**AIM OF THE EXERCISE**
Reproduce every line of the material, exactly as given.

**RECORD EXCERPTS**
######

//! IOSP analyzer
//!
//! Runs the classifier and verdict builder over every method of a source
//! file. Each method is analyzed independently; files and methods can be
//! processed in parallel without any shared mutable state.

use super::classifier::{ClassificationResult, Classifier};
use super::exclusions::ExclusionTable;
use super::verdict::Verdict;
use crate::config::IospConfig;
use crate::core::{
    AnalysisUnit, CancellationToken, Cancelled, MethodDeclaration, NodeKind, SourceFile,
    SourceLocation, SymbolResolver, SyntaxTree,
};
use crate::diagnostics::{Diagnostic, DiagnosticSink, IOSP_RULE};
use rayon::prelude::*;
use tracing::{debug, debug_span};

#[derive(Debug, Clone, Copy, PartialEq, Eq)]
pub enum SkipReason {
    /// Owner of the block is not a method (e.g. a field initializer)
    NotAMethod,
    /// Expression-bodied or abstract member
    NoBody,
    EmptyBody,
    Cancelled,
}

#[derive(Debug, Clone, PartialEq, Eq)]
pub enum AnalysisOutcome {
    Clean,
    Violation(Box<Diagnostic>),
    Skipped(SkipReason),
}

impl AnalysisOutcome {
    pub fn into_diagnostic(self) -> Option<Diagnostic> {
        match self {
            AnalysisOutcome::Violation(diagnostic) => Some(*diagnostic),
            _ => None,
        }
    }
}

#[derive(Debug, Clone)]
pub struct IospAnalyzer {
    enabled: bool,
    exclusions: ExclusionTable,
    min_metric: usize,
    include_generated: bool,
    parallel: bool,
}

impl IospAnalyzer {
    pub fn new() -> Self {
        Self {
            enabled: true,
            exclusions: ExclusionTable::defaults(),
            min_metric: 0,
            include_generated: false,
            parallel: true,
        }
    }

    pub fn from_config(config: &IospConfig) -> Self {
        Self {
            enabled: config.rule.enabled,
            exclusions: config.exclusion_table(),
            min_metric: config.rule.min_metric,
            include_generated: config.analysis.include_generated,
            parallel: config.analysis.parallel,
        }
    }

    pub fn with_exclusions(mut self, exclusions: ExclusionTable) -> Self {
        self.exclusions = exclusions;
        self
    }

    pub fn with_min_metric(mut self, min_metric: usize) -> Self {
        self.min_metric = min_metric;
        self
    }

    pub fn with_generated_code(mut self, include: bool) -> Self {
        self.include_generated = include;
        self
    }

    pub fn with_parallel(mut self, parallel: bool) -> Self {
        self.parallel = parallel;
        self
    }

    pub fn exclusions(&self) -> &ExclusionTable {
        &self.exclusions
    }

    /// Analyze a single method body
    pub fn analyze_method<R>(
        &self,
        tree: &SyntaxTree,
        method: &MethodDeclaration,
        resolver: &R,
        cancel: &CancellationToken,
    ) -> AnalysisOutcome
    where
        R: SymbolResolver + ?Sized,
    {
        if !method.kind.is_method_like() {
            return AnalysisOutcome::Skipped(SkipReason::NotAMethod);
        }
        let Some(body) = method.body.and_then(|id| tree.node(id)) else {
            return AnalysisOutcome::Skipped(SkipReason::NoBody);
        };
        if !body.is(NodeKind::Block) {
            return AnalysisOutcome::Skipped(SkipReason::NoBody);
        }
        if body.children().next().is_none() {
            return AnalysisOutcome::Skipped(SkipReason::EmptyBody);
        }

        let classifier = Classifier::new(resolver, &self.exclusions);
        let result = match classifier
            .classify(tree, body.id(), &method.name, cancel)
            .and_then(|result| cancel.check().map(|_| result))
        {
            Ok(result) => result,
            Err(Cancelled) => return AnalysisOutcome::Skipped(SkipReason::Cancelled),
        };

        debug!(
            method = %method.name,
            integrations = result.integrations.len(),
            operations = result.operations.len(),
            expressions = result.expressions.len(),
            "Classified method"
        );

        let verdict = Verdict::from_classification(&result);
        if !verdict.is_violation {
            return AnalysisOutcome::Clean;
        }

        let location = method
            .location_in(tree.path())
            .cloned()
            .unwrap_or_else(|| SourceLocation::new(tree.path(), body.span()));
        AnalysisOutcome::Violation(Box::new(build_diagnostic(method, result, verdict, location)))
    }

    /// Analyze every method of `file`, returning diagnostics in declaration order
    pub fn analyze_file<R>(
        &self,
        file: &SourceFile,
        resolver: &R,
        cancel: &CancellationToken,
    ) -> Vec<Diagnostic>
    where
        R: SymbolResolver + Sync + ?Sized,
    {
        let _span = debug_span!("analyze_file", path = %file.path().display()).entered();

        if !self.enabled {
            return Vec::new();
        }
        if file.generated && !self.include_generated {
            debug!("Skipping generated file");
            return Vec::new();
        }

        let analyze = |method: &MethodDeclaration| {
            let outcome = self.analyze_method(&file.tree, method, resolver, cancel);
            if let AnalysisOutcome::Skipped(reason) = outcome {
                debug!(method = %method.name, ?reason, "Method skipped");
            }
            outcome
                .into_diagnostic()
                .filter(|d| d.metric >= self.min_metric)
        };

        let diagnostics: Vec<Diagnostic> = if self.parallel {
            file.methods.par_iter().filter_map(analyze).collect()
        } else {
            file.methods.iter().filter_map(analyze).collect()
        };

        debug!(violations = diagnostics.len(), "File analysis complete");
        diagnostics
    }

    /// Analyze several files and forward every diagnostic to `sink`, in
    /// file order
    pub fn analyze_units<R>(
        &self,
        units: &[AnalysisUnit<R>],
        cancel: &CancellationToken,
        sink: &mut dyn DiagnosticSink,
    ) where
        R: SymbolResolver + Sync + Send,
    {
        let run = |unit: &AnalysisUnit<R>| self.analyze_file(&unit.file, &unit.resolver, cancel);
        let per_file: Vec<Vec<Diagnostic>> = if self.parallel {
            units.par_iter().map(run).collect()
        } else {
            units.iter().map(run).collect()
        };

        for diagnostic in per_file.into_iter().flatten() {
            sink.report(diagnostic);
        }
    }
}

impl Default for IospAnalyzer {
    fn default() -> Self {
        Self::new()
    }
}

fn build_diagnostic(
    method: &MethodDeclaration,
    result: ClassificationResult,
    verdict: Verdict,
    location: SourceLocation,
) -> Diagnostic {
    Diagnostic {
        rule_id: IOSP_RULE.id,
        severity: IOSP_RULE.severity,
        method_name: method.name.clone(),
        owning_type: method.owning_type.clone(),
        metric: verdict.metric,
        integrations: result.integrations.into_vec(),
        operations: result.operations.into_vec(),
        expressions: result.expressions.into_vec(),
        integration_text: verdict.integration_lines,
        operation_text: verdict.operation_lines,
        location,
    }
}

######

**TASK ANSWER**
//! IOSP analyzer
//!
//! Runs the classifier and verdict builder over every method of a source
//! file. Each method is analyzed independently; files and methods can be
//! processed in parallel without any shared mutable state.

use super::classifier::{ClassificationResult, Classifier};
use super::exclusions::ExclusionTable;
use super::verdict::Verdict;
use crate::config::IospConfig;
use crate::core::{
    AnalysisUnit, CancellationToken, Cancelled, MethodDeclaration, NodeKind, SourceFile,
    SourceLocation, SymbolResolver, SyntaxTree,
};
use crate::diagnostics::{Diagnostic, DiagnosticSink, IOSP_RULE};
use rayon::prelude::*;
use tracing::{debug, debug_span};

#[derive(Debug, Clone, Copy, PartialEq, Eq)]
pub enum SkipReason {
    /// Owner of the block is not a method (e.g. a field initializer)
    NotAMethod,
    /// Expression-bodied or abstract member
    NoBody,
    EmptyBody,
    Cancelled,
}

#[derive(Debug, Clone, PartialEq, Eq)]
pub enum AnalysisOutcome {
    Clean,
    Violation(Box<Diagnostic>),
    Skipped(SkipReason),
}

impl AnalysisOutcome {
    pub fn into_diagnostic(self) -> Option<Diagnostic> {
        match self {
            AnalysisOutcome::Violation(diagnostic) => Some(*diagnostic),
            _ => None,
        }
    }
}

#[derive(Debug, Clone)]
pub struct IospAnalyzer {
    enabled: bool,
    exclusions: ExclusionTable,
    min_metric: usize,
    include_generated: bool,
    parallel: bool,
}

impl IospAnalyzer {
    pub fn new() -> Self {
        Self {
            enabled: true,
            exclusions: ExclusionTable::defaults(),
            min_metric: 0,
            include_generated: false,
            parallel: true,
        }
    }

    pub fn from_config(config: &IospConfig) -> Self {
        Self {
            enabled: config.rule.enabled,
            exclusions: config.exclusion_table(),
            min_metric: config.rule.min_metric,
            include_generated: config.analysis.include_generated,
            parallel: config.analysis.parallel,
        }
    }

    pub fn with_exclusions(mut self, exclusions: ExclusionTable) -> Self {
        self.exclusions = exclusions;
        self
    }

    pub fn with_min_metric(mut self, min_metric: usize) -> Self {
        self.min_metric = min_metric;
        self
    }

    pub fn with_generated_code(mut self, include: bool) -> Self {
        self.include_generated = include;
        self
    }

    pub fn with_parallel(mut self, parallel: bool) -> Self {
        self.parallel = parallel;
        self
    }

    pub fn exclusions(&self) -> &ExclusionTable {
        &self.exclusions
    }

    /// Analyze a single method body
    pub fn analyze_method<R>(
        &self,
        tree: &SyntaxTree,
        method: &MethodDeclaration,
        resolver: &R,
        cancel: &CancellationToken,
    ) -> AnalysisOutcome
    where
        R: SymbolResolver + ?Sized,
    {
        if !method.kind.is_method_like() {
            return AnalysisOutcome::Skipped(SkipReason::NotAMethod);
        }
        let Some(body) = method.body.and_then(|id| tree.node(id)) else {
            return AnalysisOutcome::Skipped(SkipReason::NoBody);
        };
        if !body.is(NodeKind::Block) {
            return AnalysisOutcome::Skipped(SkipReason::NoBody);
        }
        if body.children().next().is_none() {
            return AnalysisOutcome::Skipped(SkipReason::EmptyBody);
        }

        let classifier = Classifier::new(resolver, &self.exclusions);
        let result = match classifier
            .classify(tree, body.id(), &method.name, cancel)
            .and_then(|result| cancel.check().map(|_| result))
        {
            Ok(result) => result,
            Err(Cancelled) => return AnalysisOutcome::Skipped(SkipReason::Cancelled),
        };

        debug!(
            method = %method.name,
            integrations = result.integrations.len(),
            operations = result.operations.len(),
            expressions = result.expressions.len(),
            "Classified method"
        );

        let verdict = Verdict::from_classification(&result);
        if !verdict.is_violation {
            return AnalysisOutcome::Clean;
        }

        let location = method
            .location_in(tree.path())
            .cloned()
            .unwrap_or_else(|| SourceLocation::new(tree.path(), body.span()));
        AnalysisOutcome::Violation(Box::new(build_diagnostic(method, result, verdict, location)))
    }

    /// Analyze every method of `file`, returning diagnostics in declaration order
    pub fn analyze_file<R>(
        &self,
        file: &SourceFile,
        resolver: &R,
        cancel: &CancellationToken,
    ) -> Vec<Diagnostic>
    where
        R: SymbolResolver + Sync + ?Sized,
    {
        let _span = debug_span!("analyze_file", path = %file.path().display()).entered();

        if !self.enabled {
            return Vec::new();
        }
        if file.generated && !self.include_generated {
            debug!("Skipping generated file");
            return Vec::new();
        }

        let analyze = |method: &MethodDeclaration| {
            let outcome = self.analyze_method(&file.tree, method, resolver, cancel);
            if let AnalysisOutcome::Skipped(reason) = outcome {
                debug!(method = %method.name, ?reason, "Method skipped");
            }
            outcome
                .into_diagnostic()
                .filter(|d| d.metric >= self.min_metric)
        };

        let diagnostics: Vec<Diagnostic> = if self.parallel {
            file.methods.par_iter().filter_map(analyze).collect()
        } else {
            file.methods.iter().filter_map(analyze).collect()
        };

        debug!(violations = diagnostics.len(), "File analysis complete");
        diagnostics
    }

    /// Analyze several files and forward every diagnostic to `sink`, in
    /// file order
    pub fn analyze_units<R>(
        &self,
        units: &[AnalysisUnit<R>],
        cancel: &CancellationToken,
        sink: &mut dyn DiagnosticSink,
    ) where
        R: SymbolResolver + Sync + Send,
    {
        let run = |unit: &AnalysisUnit<R>| self.analyze_file(&unit.file, &unit.resolver, cancel);
        let per_file: Vec<Vec<Diagnostic>> = if self.parallel {
            units.par_iter().map(run).collect()
        } else {
            units.iter().map(run).collect()
        };

        for diagnostic in per_file.into_iter().flatten() {
            sink.report(diagnostic);
        }
    }
}

impl Default for IospAnalyzer {
    fn default() -> Self {
        Self::new()
    }
}

fn build_diagnostic(
    method: &MethodDeclaration,
    result: ClassificationResult,
    verdict: Verdict,
    location: SourceLocation,
) -> Diagnostic {
    Diagnostic {
        rule_id: IOSP_RULE.id,
        severity: IOSP_RULE.severity,
        method_name: method.name.clone(),
        owning_type: method.owning_type.clone(),
        metric: verdict.metric,
        integrations: result.integrations.into_vec(),
        operations: result.operations.into_vec(),
        expressions: result.expressions.into_vec(),
        integration_text: verdict.integration_lines,
        operation_text: verdict.operation_lines,
        location,
    }
}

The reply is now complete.